Elsewhere in the solar system, flight options are more limited. One could imagine a rotorcraft in the atmosphere of one of the gas giants such as Jupiter or Saturn, where theoretically flight would be possible. But actually getting there would be an issue. “The problem, of course, is slowing down and the amount of energy that would take” on arrival at the planet, Byrne says. But Titan, Saturn’s intriguing moon with an incredibly thick atmosphere and lakes of hydrocarbons on its surface, is a very tantalizing prospect. In 2019 NASA selected a mission that would attempt to deploy the rotorcraft Dragonfly on the moon. Dragonfly is intended to launch as early as 2026 and arrive in 2034, andits team has been watching Ingenuity’s successes very closely.

“We’ve been following with great interest,” says Elizabeth Turtle, lead of the Dragonfly mission at the Johns Hopkins University Applied Physics Laboratory. “We’re very anxious to see what lessons we can take forward to Dragonfly.” Like Ingenuity, Dragonfly will be flying autonomously, so it will make use of similar onboard image processing capabilities to decide where to land on the Titanian surface. (Ingenuity performs terrain mapping by taking 30 images of the ground per second.) But Dragonfly is a mammoth compared to Ingenuity, weighing nearly half a metric ton and powered by plutonium. And it is a standalone mission rather than a ride along like Ingenuity. “It’s like Perseverance [in scale], except we fly instead of drive across the surface,” Turtle says.

Despite Titan being a much more distant alien world than Mars—with a light travel time from Earth of about an hour, compared with up to about 20 minutes for the Red Planet—flight is relatively easier there. Titan’s gravity is only 14 percent that of Earth and much less than that of Mars, while the moon’s much thicker atmosphere makes generating lift a comparative breeze. “A person could put wings on and soar over Titan’s surface,” Turtle says. Winds on Titan are also much slower, barely more than a kilometer an hour versus tens of kilometers an hour on Mars. And whereas Ingenuity’s blades require 2,500 rpm to lift its fragile 1.8-kg body off the surface, Dragonfly’s half-metric-tonbulk can be lofted just by its rotors spinning at 800 rpm. Titan’s major challenge is its temperature, which averages only about –180 degrees Celsius—hence the need for a long-lived, heat-generating plutonium power source. “It’s certainly cold,” Turtle says. “It’s a nontrivial challenge.”

With Dragonfly on the horizon, and perhaps future missions such as the Mars Science Helicopter in the works, there is plenty to be excited about beyond Ingenuity.

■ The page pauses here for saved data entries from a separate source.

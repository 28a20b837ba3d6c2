use std::{fmt, future::Future, time::Duration};
use tracing::{field, warn, Span};

const GRPC_TIMEOUT_HEADER: &str = "grpc-timeout";

pub(crate) trait Record: Sized {
  fn record_field(self, field: &'static str) -> Self;

  #[inline]
  fn record_request(self) -> Self {
    self.record_field("request")
  }

  #[inline]
  fn record_response(self) -> Self {
    self.record_field("response")
  }
}

impl<T: fmt::Debug> Record for T {
  #[inline]
  fn record_field(self, field: &'static str) -> Self {
    Span::current().record(field, &field::debug(&self));
    self
  }
}

#[inline]
pub(crate) fn record_request<T: fmt::Debug>(request: T) -> T {
  request.record_request()
}

/// Reads the deadline a client attached to the call, if any.
pub(crate) fn request_timeout<T>(request: &tonic::Request<T>) -> Option<Duration> {
  request
    .metadata()
    .get(GRPC_TIMEOUT_HEADER)
    .and_then(|v| v.to_str().ok())
    .and_then(parse_grpc_timeout)
}

/// Parses a `grpc-timeout` header value: at most 8 ASCII digits followed by
/// one of the units `H`, `M`, `S`, `m`, `u` or `n`.
pub(crate) fn parse_grpc_timeout(value: &str) -> Option<Duration> {
  if !value.is_ascii() || value.len() < 2 || value.len() > 9 {
    return None;
  }

  let (digits, unit) = value.split_at(value.len() - 1);
  if !digits.bytes().all(|b| b.is_ascii_digit()) {
    return None;
  }

  let amount: u64 = digits.parse().ok()?;
  let duration = match unit {
    "H" => Duration::from_secs(amount * 60 * 60),
    "M" => Duration::from_secs(amount * 60),
    "S" => Duration::from_secs(amount),
    "m" => Duration::from_millis(amount),
    "u" => Duration::from_micros(amount),
    "n" => Duration::from_nanos(amount),
    _ => return None,
  };

  Some(duration)
}

/// Runs `future` to completion, or until `timeout` elapses. An expired call
/// drops the future, which cancels whatever it was waiting on.
pub(crate) async fn with_timeout<F, T, E>(
  timeout: Option<Duration>,
  future: F,
) -> Result<T, tonic::Status>
where
  F: Future<Output = Result<T, E>>,
  E: Into<tonic::Status>,
{
  let result = match timeout {
    None => future.await,
    Some(timeout) => match tokio::time::timeout(timeout, future).await {
      Ok(result) => result,
      Err(_) => {
        warn!(?timeout, "Request deadline exceeded");
        return Err(tonic::Status::deadline_exceeded(format!(
          "request did not complete within {:?}",
          timeout
        )));
      }
    },
  };

  result.map_err(Into::into)
}
use super::{VolumeCondition, VolumeUsage};
use crate::proto;
use std::{
  convert::{TryFrom, TryInto},
  path::{Path, PathBuf},
};
use thiserror::Error;

#[derive(Debug)]
pub struct NodeGetVolumeStatsRequest {
  volume_id: String,
  volume_path: PathBuf,
  staging_target_path: Option<PathBuf>,
}

impl NodeGetVolumeStatsRequest {
  /// The ID of the volume. This field is REQUIRED.
  #[inline]
  pub fn volume_id(&self) -> &str {
    &self.volume_id
  }

  /// Any path where the volume was previously staged or published.
  /// This is a REQUIRED field.
  #[inline]
  pub fn volume_path(&self) -> &Path {
    &self.volume_path
  }

  #[inline]
  pub fn staging_target_path(&self) -> Option<&Path> {
    self.staging_target_path.as_deref()
  }
}

impl TryFrom<proto::NodeGetVolumeStatsRequest> for NodeGetVolumeStatsRequest {
  type Error = tonic::Status;

  fn try_from(value: proto::NodeGetVolumeStatsRequest) -> Result<Self, Self::Error> {
    let volume_id = match value.volume_id {
      v if v.is_empty() => {
        return Err(tonic::Status::invalid_argument(
          "NodeGetVolumeStatsRequest.volume_id is empty",
        ))
      }
      v => v,
    };

    let volume_path = match value.volume_path {
      v if v.is_empty() => {
        return Err(tonic::Status::invalid_argument(
          "NodeGetVolumeStatsRequest.volume_path is empty",
        ))
      }
      v => match PathBuf::from(v) {
        v if !v.is_absolute() => {
          return Err(tonic::Status::invalid_argument(
            "NodeGetVolumeStatsRequest.volume_path is not absolute",
          ))
        }
        v => v,
      },
    };

    let staging_target_path = match value.staging_target_path {
      v if v.is_empty() => None,
      v => match PathBuf::from(v) {
        v if !v.is_absolute() => {
          return Err(tonic::Status::invalid_argument(
            "NodeGetVolumeStatsRequest.staging_target_path is not absolute",
          ))
        }
        v => Some(v),
      },
    };

    Ok(NodeGetVolumeStatsRequest {
      volume_id,
      volume_path,
      staging_target_path,
    })
  }
}

#[derive(Debug)]
pub struct NodeGetVolumeStatsResponse {
  usage: Vec<VolumeUsage>,

  /// Information about the current condition of the volume. MUST be
  /// specified if the VOLUME_CONDITION node capability is supported.
  volume_condition: Option<VolumeCondition>,
}

impl NodeGetVolumeStatsResponse {
  pub fn new(usage: Vec<VolumeUsage>) -> Self {
    NodeGetVolumeStatsResponse {
      usage,
      volume_condition: None,
    }
  }

  pub fn with_volume_condition(mut self, volume_condition: VolumeCondition) -> Self {
    self.volume_condition = Some(volume_condition);
    self
  }

  #[inline]
  pub fn usage(&self) -> &[VolumeUsage] {
    &self.usage
  }

  #[inline]
  pub fn volume_condition(&self) -> Option<&VolumeCondition> {
    self.volume_condition.as_ref()
  }
}

impl TryFrom<NodeGetVolumeStatsResponse> for proto::NodeGetVolumeStatsResponse {
  type Error = tonic::Status;

  fn try_from(value: NodeGetVolumeStatsResponse) -> Result<Self, Self::Error> {
    let usage = value
      .usage
      .into_iter()
      .map(TryInto::try_into)
      .collect::<Result<_, _>>()?;

    Ok(proto::NodeGetVolumeStatsResponse {
      usage,
      volume_condition: value.volume_condition.map(Into::into),
    })
  }
}

#[non_exhaustive]
#[derive(Debug, Error)]
pub enum NodeGetVolumeStatsError {
  /// Indicates that a volume corresponding to the specified `volume_id` does not exist
  /// at the given `volume_path`.
  #[error("Volume does not exist: {0}")]
  VolumeNotFound(String),

  #[error(transparent)]
  #[doc(hidden)]
  Other(#[from] tonic::Status),
}

impl From<NodeGetVolumeStatsError> for tonic::Status {
  fn from(value: NodeGetVolumeStatsError) -> Self {
    use tonic::{Code, Status};

    match value {
      NodeGetVolumeStatsError::VolumeNotFound(v) => Status::new(Code::NotFound, v),
      NodeGetVolumeStatsError::Other(v) => v,
    }
  }
}

#[cfg(test)]
mod tests {
  use super::*;

  #[test]
  fn usage_and_condition() {
    let response = NodeGetVolumeStatsResponse::new(vec![VolumeUsage::bytes(512)])
      .with_volume_condition(VolumeCondition::healthy("healthy"));
    let response = proto::NodeGetVolumeStatsResponse::try_from(response).unwrap();

    assert_eq!(response.usage.len(), 1);
    assert_eq!(response.usage[0].used, 512);
    assert_eq!(
      response.usage[0].unit,
      proto::volume_usage::Unit::Bytes as i32
    );
    let condition = response.volume_condition.unwrap();
    assert!(!condition.abnormal);
    assert_eq!(condition.message, "healthy");
  }

  #[test]
  fn volume_path_is_required() {
    let err = NodeGetVolumeStatsRequest::try_from(proto::NodeGetVolumeStatsRequest {
      volume_id: "vol".into(),
      ..Default::default()
    })
    .unwrap_err();
    assert_eq!(err.code(), tonic::Code::InvalidArgument);
  }
}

This little machine has, for the first time, proved flight on alien worlds is possible—from both a physical and logistical point of view. Now this exciting new era of discovery awaits, and while only a handful of worlds afford the right conditions for this method of exploration, the sky is very much the limit for the science that could be performed by aerial vehicles in these alien skies. “There are things to be sorted out,” Meyer says. “Then I think we’re going to start seeing some new and improved helicopter platforms that can actually carry tempting payloads.”